El PP permitirá al Gobierno vasco reactivar la reforma de la RGI

Alonso y Urkullu, durante un pleno del Parlamento vasco. /EFE
Alonso y Urkullu, durante un pleno del Parlamento vasco. / EFE

Los populares facilitarán la tramitación parlamentaria de la norma, que llevaba un año paralizada, la semana en la que arranca la negociación de los Presupuestos

Octavio Igea
OCTAVIO IGEA

La reforma de la RGI, uno de los proyectos estrella del Gobierno, se reactiva tras un año paralizada. El PP ha anunciado esta mañana que va a permitir la tramitación de la ley en el pleno que celebrará el Parlamento el jueves, el último del curso. La norma no tiene garantizada su aprobación -el proceso durará meses-, pero el simple hecho de que vuelva a ponerse sobre la mesa es un importante guiño de los populares al PNV. Ocurre la misma semana en la que el Ejecutivo abrirá la negociación de los Presupuestos autonómicos con la oposición.
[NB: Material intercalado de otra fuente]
//! Lifecycle engine
//!
//! Owns the four batch passes. Each pass is one sequential, single-threaded
//! sweep over a filtered selection: a per-item failure is logged with the
//! investment id and counted, never aborting the loop; only a failed
//! selection query is fatal to the pass. Re-running a pass against
//! unchanged data produces no additional side effects (at-least-once
//! semantics over a crash/restart).

use crate::repository::{InvestmentFilter, InvestmentPatch, InvestmentRepository, RepositoryError};
use chrono::{DateTime, Duration, Utc};
use std::sync::Arc;
use thiserror::Error;
use tracing::{debug, info, warn};
use vein_core::{Clock, Investment, InvestmentStatus, VaultCatalog, VeinError};
use vein_engine::{accrual, MiningParams};

/// Result type alias for lifecycle operations
pub type Result<T> = std::result::Result<T, LifecycleError>;

/// Pass-fatal errors
///
/// Per-item repository failures are absorbed into [`PassSummary::failed`];
/// only selection-query and stats-store failures surface here.
#[derive(Error, Debug, Clone, PartialEq)]
pub enum LifecycleError {
    /// Persistence failure on the pass itself
    #[error(transparent)]
    Repository(#[from] RepositoryError),

    /// Catalog inconsistency
    #[error(transparent)]
    Vault(#[from] VeinError),
}

/// Tunables for the lifecycle passes
#[derive(Clone, Copy, Debug, PartialEq)]
pub struct LifecycleConfig {
    /// Waiting period between creation and activation eligibility
    pub activation_delay: Duration,
}

impl Default for LifecycleConfig {
    fn default() -> Self {
        Self {
            activation_delay: Duration::hours(72),
        }
    }
}

/// Observability summary returned by every pass
#[derive(Clone, Copy, Debug, Default, PartialEq, Eq)]
pub struct PassSummary {
    /// Records matched by the selection
    pub scanned: usize,
    /// Records changed
    pub updated: usize,
    /// Records skipped after a per-item failure
    pub failed: usize,
}

/// Drives investments through their lifecycle
pub struct LifecycleEngine {
    repository: Arc<dyn InvestmentRepository>,
    catalog: Arc<VaultCatalog>,
    clock: Arc<dyn Clock>,
    config: LifecycleConfig,
    mining_params: MiningParams,
}

impl LifecycleEngine {
    /// Wire up an engine
    pub fn new(
        repository: Arc<dyn InvestmentRepository>,
        catalog: Arc<VaultCatalog>,
        clock: Arc<dyn Clock>,
        config: LifecycleConfig,
        mining_params: MiningParams,
    ) -> Self {
        Self {
            repository,
            catalog,
            clock,
            config,
            mining_params,
        }
    }

    /// Activate pending investments past the activation delay
    ///
    /// The threshold is inclusive: an investment created exactly
    /// `activation_delay` ago is eligible.
    pub async fn run_activation_pass(&self) -> Result<PassSummary> {
        let now = self.clock.now();
        let cutoff = now - self.config.activation_delay;
        let filter = InvestmentFilter {
            status: Some(InvestmentStatus::Pending),
            created_on_or_before: Some(cutoff),
            ..Default::default()
        };

        let candidates = self.repository.find_investments(&filter).await?;
        let mut summary = PassSummary {
            scanned: candidates.len(),
            ..Default::default()
        };

        for inv in &candidates {
            match self.activate_one(inv).await {
                Ok(()) => summary.updated += 1,
                Err(e) => {
                    warn!("activation failed for {}: {}", inv.id, e);
                    summary.failed += 1;
                }
            }
        }

        info!(
            "activation pass: scanned={} updated={} failed={}",
            summary.scanned, summary.updated, summary.failed
        );
        Ok(summary)
    }

    async fn activate_one(&self, inv: &Investment) -> Result<()> {
        let vault = self.catalog.vault(inv.vault_id)?;
        let first_payout = accrual::next_payout_date(
            inv.start_date,
            inv.end_date,
            vault.payout_schedule,
            None,
        );

        let patch = InvestmentPatch {
            status: Some(InvestmentStatus::Active),
            next_payout_date: Some(Some(first_payout)),
            expect_status: Some(InvestmentStatus::Pending),
            ..Default::default()
        };
        self.repository.update_investment(&inv.id, patch).await?;
        self.repository
            .increment_user_total_invested(&inv.user_id, inv.principal)
            .await?;

        debug!(
            "activated {} (first payout {})",
            inv.id,
            first_payout.to_rfc3339()
        );
        Ok(())
    }

    /// Credit accrued yield on every active investment with a payout due
    pub async fn run_payout_pass(&self) -> Result<PassSummary> {
        let now = self.clock.now();
        let filter = InvestmentFilter {
            status: Some(InvestmentStatus::Active),
            payout_due_by: Some(now),
            ..Default::default()
        };

        let candidates = self.repository.find_investments(&filter).await?;
        let mut summary = PassSummary {
            scanned: candidates.len(),
            ..Default::default()
        };

        for inv in &candidates {
            match self.distribute_one(inv, now).await {
                Ok(true) => summary.updated += 1,
                // Zero accrued earnings is a legitimate, silent no-op
                Ok(false) => {}
                Err(e) => {
                    warn!("payout distribution failed for {}: {}", inv.id, e);
                    summary.failed += 1;
                }
            }
        }

        info!(
            "payout pass: scanned={} updated={} failed={}",
            summary.scanned, summary.updated, summary.failed
        );
        Ok(summary)
    }

    async fn distribute_one(&self, inv: &Investment, now: DateTime<Utc>) -> Result<bool> {
        let vault = self.catalog.vault(inv.vault_id)?;

        let earned = accrual::pending_earnings_since(
            inv.principal,
            inv.final_apy,
            inv.start_date,
            now,
            inv.last_claim_date,
        );
        if earned <= 0.0 {
            debug!("no earnings accrued yet for {}", inv.id);
            return Ok(false);
        }

        // The selection guarantees a scheduled date; a record without one
        // has nothing to advance.
        let Some(due) = inv.next_payout_date else {
            return Ok(false);
        };
        let advanced = accrual::advance_payout_date(due, inv.end_date, vault.payout_schedule);

        let patch = InvestmentPatch {
            next_payout_date: Some(advanced),
            last_claim_date: Some(now),
            add_pending_payout: Some(earned),
            expect_status: Some(InvestmentStatus::Active),
            ..Default::default()
        };
        self.repository.update_investment(&inv.id, patch).await?;

        debug!(
            "credited {:.4} to {} (next payout: {:?})",
            earned, inv.id, advanced
        );
        Ok(true)
    }

    /// Flip matured active investments to completed
    ///
    /// A pure status flip: final earnings were already accrued by the payout
    /// pass or are settled by the external claim process.
    pub async fn run_completion_pass(&self) -> Result<PassSummary> {
        let now = self.clock.now();
        let filter = InvestmentFilter {
            status: Some(InvestmentStatus::Active),
            ended_by: Some(now),
            ..Default::default()
        };

        let matured = self.repository.find_investments(&filter).await?;
        let mut summary = PassSummary {
            scanned: matured.len(),
            ..Default::default()
        };
        if matured.is_empty() {
            return Ok(summary);
        }

        let ids: Vec<_> = matured.iter().map(|i| i.id).collect();
        let patch = InvestmentPatch {
            status: Some(InvestmentStatus::Completed),
            expect_status: Some(InvestmentStatus::Active),
            ..Default::default()
        };
        summary.updated = self.repository.bulk_update_investments(&ids, patch).await?;
        summary.failed = summary.scanned - summary.updated;

        info!(
            "completion pass: scanned={} updated={} failed={}",
            summary.scanned, summary.updated, summary.failed
        );
        Ok(summary)
    }

    /// Recompute the global mining difficulty from cumulative supply and the
    /// active miner population
    pub async fn run_difficulty_refresh(&self) -> Result<PassSummary> {
        let now = self.clock.now();
        let mut stats = self.repository.load_mining_stats().await?;

        let miners = self
            .repository
            .count_investments(&InvestmentFilter::with_status(InvestmentStatus::Active))
            .await?;
        stats.active_miner_count = miners as u64;
        stats.refresh(&self.mining_params, now);

        info!(
            "difficulty refresh: miners={} total_mined={:.2} difficulty={:.4}",
            stats.active_miner_count, stats.total_mined_to_date, stats.current_difficulty
        );
        self.repository.store_mining_stats(stats).await?;

        Ok(PassSummary {
            scanned: miners,
            updated: 1,
            failed: 0,
        })
    }
}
Hace justo un año el Gabinete Urkullu recibió un soberano varapalo a cuenta de la reforma de la RGI que evidenció su situación minoritaria en el Parlamento. PNV y PSE, los partidos que sustentan al Gobierno, propusieron al pleno la toma en consideración del anteproyecto de ley pero acabaron por retirarla del orden del día de aquel pleno al constatar que la oposición iba a sumar sus votos para tumbar la petición de tramitación. Por diferentes razones, EH Bildu, Elkarrekin Podemos y PP consideraban que la propuesta del Ejecutivo es «inasumible», y sus enunciados, «lamentables».

Entre otros asuntos, la reforma de la RGI que propone el Gobierno -la ley actual tiene once años- limita la prestación a una ayuda por domicilio y propone crear una renta específica para jubilados -el 25% de los perceptores de la RGI son actualmente mayores con pensiones muy bajas-. La cuantía base será de 455 euros y aumentará con complementos. La renta máxima garantizada en una unidad convivencial de un solo miembro ascendería a 659 euros, 15 más que ahora.
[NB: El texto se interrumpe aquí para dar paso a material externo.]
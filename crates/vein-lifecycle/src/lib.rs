//! # Vein Lifecycle - Investment State Machine & Batch Passes
//!
//! Drives investments through `Pending -> Active -> Completed` with four
//! periodic, idempotent batch passes:
//!
//! | Pass | Selection | Effect |
//! |---------------------|------------------------------------------|-----------------------------------------|
//! | activation | pending, past the activation delay | activate, schedule first payout |
//! | payout distribution | active, payout due | credit accrued yield, advance schedule |
//! | completion | active, past maturity | flip to completed |
//! | difficulty refresh | - | recompute the global mining difficulty |
//!
//! Correctness rests on two rules, not on locks: the selection filter plus a
//! compare-and-swap status update is what removes a record from future
//! selection, and every per-item failure is logged and skipped rather than
//! aborting the pass. Re-running a pass over unchanged data is a no-op.

pub mod engine;
pub mod memory;
pub mod repository;

// Re-exports
pub use engine::{LifecycleConfig, LifecycleEngine, LifecycleError, PassSummary};
pub use memory::MemoryRepository;
pub use repository::{
    InvestmentFilter, InvestmentPatch, InvestmentRepository, RepoResult, RepositoryError,
};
Desde el aplazamiento de hace un año el Departamento de Políticas Sociales no ha mantenido reuniones oficiales con la oposición para intentar reconducir la situación, pero se ve ante la necesidad de forzar la máquina y volver a intentar la toma en consideración del proyecto de ley en el Parlamento. ¿Por qué? Porque si la tramitación no arranca ya no habrá tiempo material para aprobar la reforma de la norma. A la legislatura le quedan, como mucho, 12 meses de actividad antes de que se convoquen elecciones. Elkarrekin Podemos volverá a votar en contra de la toma en consideración y EH Bildu no hará público su voto hasta el mismo jueves.
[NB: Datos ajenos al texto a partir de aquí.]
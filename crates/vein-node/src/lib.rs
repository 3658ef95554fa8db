//! # Vein Node
//!
//! Host process for the vault platform: TOML configuration, the periodic
//! job scheduler driving the lifecycle passes, and graceful shutdown.

pub mod config;
pub mod node;
pub mod scheduler;

// Re-exports
pub use config::{JobsConfig, NodeConfig};
pub use node::VeinNode;
pub use scheduler::JobScheduler;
En este escenario ha aparecido el PP. Fuentes populares confirman que facilitarán, posiblemente con su abstención, la tramitación de la ley, aunque han advertido de que el texto sigue sin ser de su agrado, por lo que prevén presentar una batería de enmiendas durante la tramitación. El líder de los populares vascos, Alfonso Alonso, ya exigió hace dos semanas al lehendakari que se eleven los controles sobre los trabajadores que cobran la RGI para reducir el fraude. «Mejorar» la ley de la RGI es precisamente una de las condiciones que el PP ha impuesto al Gobierno para sentarse a negociar las Cuentas de 2020. La otra es una «revolución fiscal» que Lakua no contempla y que se aleje de EH Bildu.